- Required work -
Using the records below, repeat exactly the lines from the one holding "let inv_s = 1.0 / sigma[idx];" through the one holding "pub fn solve_dense(a: &Array2<f64>, b: &Array1<f64>)", both ends included, and no others.
%%
//! Linear algebra utilities.
//!
//! One-sided Jacobi SVD, truncated pseudoinverse with rank report,
//! pivoted dense solve and complex eigenvalues of 2x2 blocks.

use ndarray::{Array1, Array2};
use num_complex::Complex64;
use optics_types::error::{OpticsError, OpticsResult};

const JACOBI_MAX_SWEEPS: usize = 60;
const JACOBI_ORTHO_TOL: f64 = 1e-15;
const PIVOT_REL_TOL: f64 = 1e-14;

/// Eigenvalues of a real 2x2 matrix, as a complex-conjugate or real pair.
///
/// For a symplectic block (det = 1) with |trace| < 2 the pair is
/// `exp(±i mu)` and `mu` is the phase advance.
pub fn eig_2x2(a: &[[f64; 2]; 2]) -> [Complex64; 2] {
    let trace = a[0][0] + a[1][1];
    let det = a[0][0] * a[1][1] - a[0][1] * a[1][0];
    let disc = Complex64::new(trace * trace - 4.0 * det, 0.0).sqrt();
    let half_trace = Complex64::new(0.5 * trace, 0.0);
    [half_trace + 0.5 * disc, half_trace - 0.5 * disc]
}

/// Thin SVD by one-sided (Hestenes) Jacobi rotations on the columns of `a`.
///
/// Returns (U, sigma, Vt) with A ≈ U * diag(sigma) * Vt, sigma sorted
/// descending, U: m x k, Vt: k x n, k = min(m, n).
pub fn svd_small(a: &Array2<f64>) -> (Array2<f64>, Array1<f64>, Array2<f64>) {
    let (m, n) = a.dim();
    let k = m.min(n);

    let mut w = a.clone();
    let mut v: Array2<f64> = Array2::eye(n);

    for _ in 0..JACOBI_MAX_SWEEPS {
        let mut rotated = false;
        for i in 0..n {
            for j in (i + 1)..n {
                let mut alpha = 0.0;
                let mut beta = 0.0;
                let mut gamma = 0.0;
                for r in 0..m {
                    alpha += w[[r, i]] * w[[r, i]];
                    beta += w[[r, j]] * w[[r, j]];
                    gamma += w[[r, i]] * w[[r, j]];
                }
                if gamma == 0.0 || gamma.abs() <= JACOBI_ORTHO_TOL * (alpha * beta).sqrt() {
                    continue;
                }
                rotated = true;

                let zeta = (beta - alpha) / (2.0 * gamma);
                let t = zeta.signum() / (zeta.abs() + (1.0 + zeta * zeta).sqrt());
                let cos = 1.0 / (1.0 + t * t).sqrt();
                let sin = t * cos;

                for r in 0..m {
                    let wi = w[[r, i]];
                    let wj = w[[r, j]];
                    w[[r, i]] = cos * wi - sin * wj;
                    w[[r, j]] = sin * wi + cos * wj;
                }
                for r in 0..n {
                    let vi = v[[r, i]];
                    let vj = v[[r, j]];
                    v[[r, i]] = cos * vi - sin * vj;
                    v[[r, j]] = sin * vi + cos * vj;
                }
            }
        }
        if !rotated {
            break;
        }
    }

    let norms: Vec<f64> = (0..n)
        .map(|j| w.column(j).iter().map(|x| x * x).sum::<f64>().sqrt())
        .collect();
    let mut order: Vec<usize> = (0..n).collect();
    order.sort_by(|&i, &j| norms[j].total_cmp(&norms[i]));

    let mut u = Array2::zeros((m, k));
    let mut sigma = Array1::zeros(k);
    let mut vt = Array2::zeros((k, n));
    for (idx, &col) in order.iter().take(k).enumerate() {
        let s = norms[col];
        sigma[idx] = s;
        if s > 0.0 {
            for r in 0..m {
                u[[r, idx]] = w[[r, col]] / s;
            }
        }
        for r in 0..n {
            vt[[idx, r]] = v[[r, col]];
        }
    }

    (u, sigma, vt)
}

/// Pseudoinverse truncated at `sv_cutoff_rel * sigma_max`.
///
/// Returns the pseudoinverse together with the numerical rank, i.e. the
/// number of singular values that survived the truncation. For an
/// under-determined system the product `pinv * b` is the minimum-norm
/// least-squares solution.
pub fn pinv_truncated(a: &Array2<f64>, sv_cutoff_rel: f64) -> (Array2<f64>, usize) {
    let (u, sigma, vt) = svd_small(a);
    let sigma_max = sigma.iter().copied().fold(0.0_f64, f64::max);
    let cutoff = sv_cutoff_rel * sigma_max;
    let rank = sigma.iter().filter(|&&s| s > cutoff && s > 0.0).count();
    (pinv_from_svd(a.dim(), &u, &sigma, &vt, cutoff), rank)
}

fn pinv_from_svd(
    (m, n): (usize, usize),
    u: &Array2<f64>,
    sigma: &Array1<f64>,
    vt: &Array2<f64>,
    cutoff: f64,
) -> Array2<f64> {
    let mut result = Array2::zeros((n, m));
    for idx in 0..sigma.len() {
        if sigma[idx] > cutoff && sigma[idx] > 0.0 {
            let inv_s = 1.0 / sigma[idx];
            for i in 0..n {
                for j in 0..m {
                    result[[i, j]] += vt[[idx, i]] * inv_s * u[[j, idx]];
                }
            }
        }
    }
    result
}

/// Solve `A x = b` by Gaussian elimination with partial pivoting.
pub fn solve_dense(a: &Array2<f64>, b: &Array1<f64>) -> OpticsResult<Array1<f64>> {
    let (m, n) = a.dim();
    if m != n || b.len() != n {
        return Err(OpticsError::LinAlg(format!(
            "solve_dense shape mismatch: A={m}x{n}, b={}",
            b.len()
        )));
    }
    let scale = a.iter().fold(0.0_f64, |acc, v| acc.max(v.abs()));
    if !scale.is_finite() || scale == 0.0 {
        return Err(OpticsError::LinAlg(
            "solve_dense matrix is zero or non-finite".to_string(),
        ));
    }

    let mut aug = a.clone();
    let mut rhs = b.clone();
    for col in 0..n {
        let mut pivot_row = col;
        for row in (col + 1)..n {
            if aug[[row, col]].abs() > aug[[pivot_row, col]].abs() {
                pivot_row = row;
            }
        }
        if aug[[pivot_row, col]].abs() <= PIVOT_REL_TOL * scale {
            return Err(OpticsError::LinAlg(format!(
                "solve_dense singular matrix at column {col}"
            )));
        }
        if pivot_row != col {
            for k in 0..n {
                aug.swap([col, k], [pivot_row, k]);
            }
            rhs.swap(col, pivot_row);
        }
        for row in (col + 1)..n {
            let factor = aug[[row, col]] / aug[[col, col]];
            if factor == 0.0 {
                continue;
            }
            for k in col..n {
                aug[[row, k]] -= factor * aug[[col, k]];
            }
            rhs[row] -= factor * rhs[col];
        }
    }

    let mut x = Array1::zeros(n);
    for row in (0..n).rev() {
        let mut acc = rhs[row];
        for k in (row + 1)..n {
            acc -= aug[[row, k]] * x[k];
        }
        x[row] = acc / aug[[row, row]];
    }
    Ok(x)
}

#[cfg(test)]
mod tests {
    use super::*;
    use std::f64::consts::PI;

    #[test]
    fn test_eig_2x2_rotation_is_unit_circle() {
        let mu = 2.0 * PI * 0.31;
        let a = [[mu.cos(), mu.sin()], [-mu.sin(), mu.cos()]];
        let [l1, l2] = eig_2x2(&a);
        assert!((l1.norm() - 1.0).abs() < 1e-12);
        assert!((l1.arg().abs() - mu).abs() < 1e-12);
        assert!((l1 - l2.conj()).norm() < 1e-12);
    }

    #[test]
    fn test_eig_2x2_hyperbolic_is_real() {
        let a = [[2.0, 1.0], [1.0, 1.0]];
        let [l1, l2] = eig_2x2(&a);
        assert!(l1.im.abs() < 1e-15 && l2.im.abs() < 1e-15);
        assert!((l1.re * l2.re - 1.0).abs() < 1e-12);
    }

    #[test]
    fn test_svd_identity() {
        let a = Array2::eye(3);
        let (u, sigma, vt) = svd_small(&a);
        for i in 0..3 {
            assert!((sigma[i] - 1.0).abs() < 1e-10, "sigma[{i}] = {}", sigma[i]);
        }
        let reconstructed = u.dot(&Array2::from_diag(&sigma)).dot(&vt);
        for i in 0..3 {
            for j in 0..3 {
                let diff: f64 = reconstructed[[i, j]] - a[[i, j]];
                assert!(diff.abs() < 1e-10, "Reconstruction failed at ({i}, {j})");
            }
        }
    }

    #[test]
    fn test_svd_wide_matrix_reconstructs() {
        let a = Array2::from_shape_vec((2, 4), vec![1.0, 2.0, 0.5, -1.0, 0.0, 3.0, 1.0, 2.0])
            .unwrap();
        let (u, sigma, vt) = svd_small(&a);
        assert_eq!(u.dim(), (2, 2));
        assert_eq!(vt.dim(), (2, 4));
        assert!(sigma[0] >= sigma[1]);
        let reconstructed = u.dot(&Array2::from_diag(&sigma)).dot(&vt);
        for ((i, j), &val) in a.indexed_iter() {
            assert!((reconstructed[[i, j]] - val).abs() < 1e-12);
        }
    }

    #[test]
    fn test_pinv_truncated_identity() {
        let a = Array2::eye(3);
        let (pinv, rank) = pinv_truncated(&a, 1e-10);
        assert_eq!(rank, 3);
        for i in 0..3 {
            for j in 0..3 {
                let expected = if i == j { 1.0 } else { 0.0 };
                assert!(
                    (pinv[[i, j]] - expected).abs() < 1e-10,
                    "pinv identity failed at ({i}, {j})"
                );
            }
        }
    }

    #[test]
    fn test_pinv_truncated_reports_rank_of_redundant_rows() {
        // Second row is twice the first: rank 1.
        let a = Array2::from_shape_vec((2, 3), vec![1.0, 2.0, 3.0, 2.0, 4.0, 6.0]).unwrap();
        let (_, rank) = pinv_truncated(&a, 1e-10);
        assert_eq!(rank, 1);
    }

    #[test]
    fn test_pinv_truncated_min_norm_solution() {
        // x + y = 2 has minimum-norm solution (1, 1).
        let a = Array2::from_shape_vec((1, 2), vec![1.0, 1.0]).unwrap();
        let (pinv, rank) = pinv_truncated(&a, 1e-10);
        assert_eq!(rank, 1);
        let x = pinv.dot(&Array1::from_vec(vec![2.0]));
        assert!((x[0] - 1.0).abs() < 1e-12);
        assert!((x[1] - 1.0).abs() < 1e-12);
    }

    #[test]
    fn test_solve_dense_matches_known_solution() {
        let a = Array2::from_shape_vec((3, 3), vec![0.0, 2.0, 1.0, 1.0, 1.0, 0.0, 3.0, 0.0, 1.0])
            .unwrap();
        let x_true = Array1::from_vec(vec![1.0, -2.0, 0.5]);
        let b = a.dot(&x_true);
        let x = solve_dense(&a, &b).unwrap();
        for i in 0..3 {
            assert!((x[i] - x_true[i]).abs() < 1e-12);
        }
    }

    #[test]
    fn test_solve_dense_rejects_singular() {
        let a = Array2::from_shape_vec((2, 2), vec![1.0, 2.0, 2.0, 4.0]).unwrap();
        let b = Array1::from_vec(vec![1.0, 1.0]);
        assert!(matches!(solve_dense(&a, &b), Err(OpticsError::LinAlg(_))));
    }
}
%%
- Response -
            let inv_s = 1.0 / sigma[idx];
            for i in 0..n {
                for j in 0..m {
                    result[[i, j]] += vt[[idx, i]] * inv_s * u[[j, idx]];
                }
            }
        }
    }
    result
}

/// Solve `A x = b` by Gaussian elimination with partial pivoting.
pub fn solve_dense(a: &Array2<f64>, b: &Array1<f64>) -> OpticsResult<Array1<f64>> {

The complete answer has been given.